Regulation of chemokine expression by IL-10 in lung inflammation

Thomas P. Shanley*, Niti Vasi, Alvin Denenberg

*Corresponding author for this work

Research output: Contribution to journalArticlepeer-review

70 Scopus citations


We have been interested in understanding the mechanisms regulating the inflammatory process underlying acute lung injury. The current studies have employed a model of acute lung inflammation in mice triggered by bacterial lipopolysaccharide. The development of this injury was associated with increased expression of the chemokines, MIP-1α and MIP-2, that coordinate recruitment of neutrophils to the lung. IL-10 is a potent, endogenous anti-inflammatory molecule that has been shown to decrease lung inflammation partly on the basis of TNF-α and IL-1β inhibition. In these studies we tested the hypothesis that endogenous IL-10 modulates chemokine expression using the IL-10 knock-out mouse, and then explored the molecular mechanisms by which IL-10 might do so.
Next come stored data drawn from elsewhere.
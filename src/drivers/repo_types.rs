use std::{fmt, str::FromStr};

use serde::{Deserialize, Serialize};
use sqlx::FromRow;
use time::OffsetDateTime;
use uuid::Uuid;

/// Admin-controlled account state of a driver.
#[derive(Debug, Clone, Copy, Serialize, Deserialize, PartialEq, Eq)]
#[serde(rename_all = "lowercase")]
pub enum DriverStatus {
    Pending,
    Approved,
    Rejected,
    Suspended,
}

impl DriverStatus {
    pub fn as_str(self) -> &'static str {
        match self {
            DriverStatus::Pending => "pending",
            DriverStatus::Approved => "approved",
            DriverStatus::Rejected => "rejected",
            DriverStatus::Suspended => "suspended",
        }
    }

    /// Statuses an admin may set explicitly.
    pub fn is_admin_settable(self) -> bool {
        !matches!(self, DriverStatus::Pending)
    }
}

impl fmt::Display for DriverStatus {
    fn fmt(&self, f: &mut fmt::Formatter<'_>) -> fmt::Result {
        f.write_str(self.as_str())
    }
}

impl FromStr for DriverStatus {
    type Err = String;

    fn from_str(s: &str) -> Result<Self, Self::Err> {
        match s {
            "pending" => Ok(DriverStatus::Pending),
            "approved" => Ok(DriverStatus::Approved),
            "rejected" => Ok(DriverStatus::Rejected),
            "suspended" => Ok(DriverStatus::Suspended),
            other => Err(format!("unknown driver status: {other}")),
        }
    }
}

/// Driver record in the database. `status` is kept as stored text.
#[derive(Debug, Clone, Serialize, FromRow)]
pub struct Driver {
    pub id: Uuid,
    pub name: String,
    pub email: String,
    pub phone: String,
    #[serde(skip_serializing)]
    pub password_hash: String,
    pub license_number: String,
    pub vehicle_type: String,
    pub vehicle_model: String,
    pub vehicle_plate: String,
    pub vehicle_color: String,
    pub status: String,
    pub is_available: bool,
    pub current_latitude: Option<f64>,
    pub current_longitude: Option<f64>,
    pub rating: f64,
    pub total_rides: i32,
    #[serde(with = "time::serde::rfc3339")]
    pub created_at: OffsetDateTime,
}

impl Driver {
    pub fn status(&self) -> DriverStatus {
        self.status.parse().unwrap_or(DriverStatus::Pending)
    }
}

/// Fields collected at driver sign-up.
#[derive(Debug, Clone)]
pub struct NewDriver<'a> {
    pub name: &'a str,
    pub email: &'a str,
    pub phone: &'a str,
    pub password_hash: &'a str,
    pub license_number: &'a str,
    pub vehicle_type: &'a str,
    pub vehicle_model: &'a str,
    pub vehicle_plate: &'a str,
    pub vehicle_color: &'a str,
}

#[derive(Debug, Clone, Copy, Default, FromRow)]
pub struct EarningsRow {
    pub rides: i64,
    pub total: Option<f64>,
    pub average: Option<f64>,
}

#[cfg(test)]
mod tests {
    use super::*;

    #[test]
    fn driver_status_parses_and_displays() {
        for s in [
            DriverStatus::Pending,
            DriverStatus::Approved,
            DriverStatus::Rejected,
            DriverStatus::Suspended,
        ] {
            assert_eq!(s.to_string().parse::<DriverStatus>().unwrap(), s);
        }
        assert!("banned".parse::<DriverStatus>().is_err());
    }

    #[test]
    fn pending_is_not_admin_settable() {
        assert!(!DriverStatus::Pending.is_admin_settable());
        assert!(DriverStatus::Suspended.is_admin_settable());
    }
}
The results demonstrate that significant elevations in both chemokines were observed in the absence of IL-10 and that these findings were associated with significant increases in lung neutrophil accumulation. In vitro studies defined two, gene-specific, mechanisms by which IL-10 regulated chemokine expression: mRNA destabilization and NF-κB inhibition. These results suggested that IL-10 is an important, endogenous regulator of chemokine expression in acute lung inflammation. (C) 2000 Academic Press.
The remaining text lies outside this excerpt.